Vol.108-2

平成20年4月号
 

『自分の気持ちを伝える勇気。』

その後も子どもたちの態度は変わりませんでした。悩んだ先生は放課後、帰ろうとしている子どもたちに思わず、「みんな、帰る前に少し先生の話を聞いてくれる?先生からお願いがあるの」と話しました。いつもは話をきかない子どもたちが先生の態度が違うのに驚いて、先生を見つめています。先生はさらに、「先生はみんながとてもすばらしい子どもたちだと信じています。それなのに放課後、いつも用務員のおじさんに、先生のクラスの生徒はひどいですねと嫌味を言われて、いじめられるのがとても悲しい。お願だから掃除をしてほしい」と頭を下げて、何度も子どもたちにお願いしました。そのとき、いつも真っ先に掃除をさぼる男の子が立ち上がって、「用務員のおじさん、むかつくな。みんなで掃除しよう」と叫びました。他の子も口々に掃除をしようと言いました。<中略先生が自分の立場を守るために自己主張しても、子どもたちの態度は変わりませんでした。先生が子どもたちを信じて自分の心を開いたところ、子どもたちの態度が変わりました。先生が最後に子どもたちにとった行動が自己開示です。自己開示は簡単に説明すると、ある人が他の人に対して、自分の気持ちや考えを話して明かすことです。

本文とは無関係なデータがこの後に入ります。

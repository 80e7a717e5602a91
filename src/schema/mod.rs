//! Record schemas and field validation
//!
//! A schema is an ordered list of typed fields. Each field type maps to
//! an explicit validator function; `SchemaValidator` holds one per field
//! and is used both when a record is constructed and when a field is
//! reassigned.
//!
//! # Rules
//!
//! - All offending fields are reported in one error
//! - Optional fields default to null
//! - Undeclared input keys are ignored at construction
//! - Validation is deterministic and never mutates its input

mod errors;
mod loader;
mod types;
mod validator;

pub use errors::{ErrorKind, FieldError, FieldFailure, SchemaError, SchemaResult, ValidationError};
pub use loader::{read_schema_file, SchemaLoader};
pub use types::{FieldDef, FieldType, RecordSchema};
pub use validator::{
    validate_email, validate_int, validate_string, validator_for, FieldValidator, SchemaValidator,
};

(『人生が変わる感謝のメッセージ』 中山和義 著 大和書房 P.28より引用)

自分の気持ちや考え方を伝えたとき、それに共感してくれる人もいます。でも、相手によってはそこを否定したり攻撃する人もいるかも知れません。笑い飛ばされるかも知れません。そこで傷つくのは自分です。だから、わたしたちはなかなか自分の気持ちは考えを人に明かすことはありません。自分の気持ちを伝えるのは、勇気がいることなのです。
場合によっては、好きな子に告白するのと同じくらい、勇気がいることかも知れません。

そのことを、最近、5歳の娘と話していて気づきました。彼女は「保育園に行きたくない」とよく口にする時期がありました。理由を聞くと、「友達が、よく怒るから」とのこと。
従来のわたしの行動パターンでは、「自分が悪くないなら、お友達に怒らないでよと言い返しなさい」と言うところ。でも、その日はちょっと立ち止まってみました。
「娘は、勇気を出して自分の気持ちを伝えたのに、パパには共感してもらえていない、と感じているのかも・・・」
そこでわたしは娘が保育園の支度を終えたころ、自分が幼児のころを思い出して、娘の目を見て話しました。「あのね、パパも小さかったとき、お友達に嫌なことを言われたり、辛いこともあったんだ。でも、それが嫌だって友達に言ってみたら、友達もちゃんとわかってくれたんだ。だから、今は嫌かもしれないけど、あまり心配いらないと思うよ」
すると娘は、それまで頑なに嫌がっていた表情からスッと力が抜けたようになり、「そっか」と言って園庭に足早にかけていきました。気持ちをくみとって欲しい人、共感してほしい人に説得はいらない。気持ちを伝えることがいかに大切かを娘に気づかされた瞬間でした。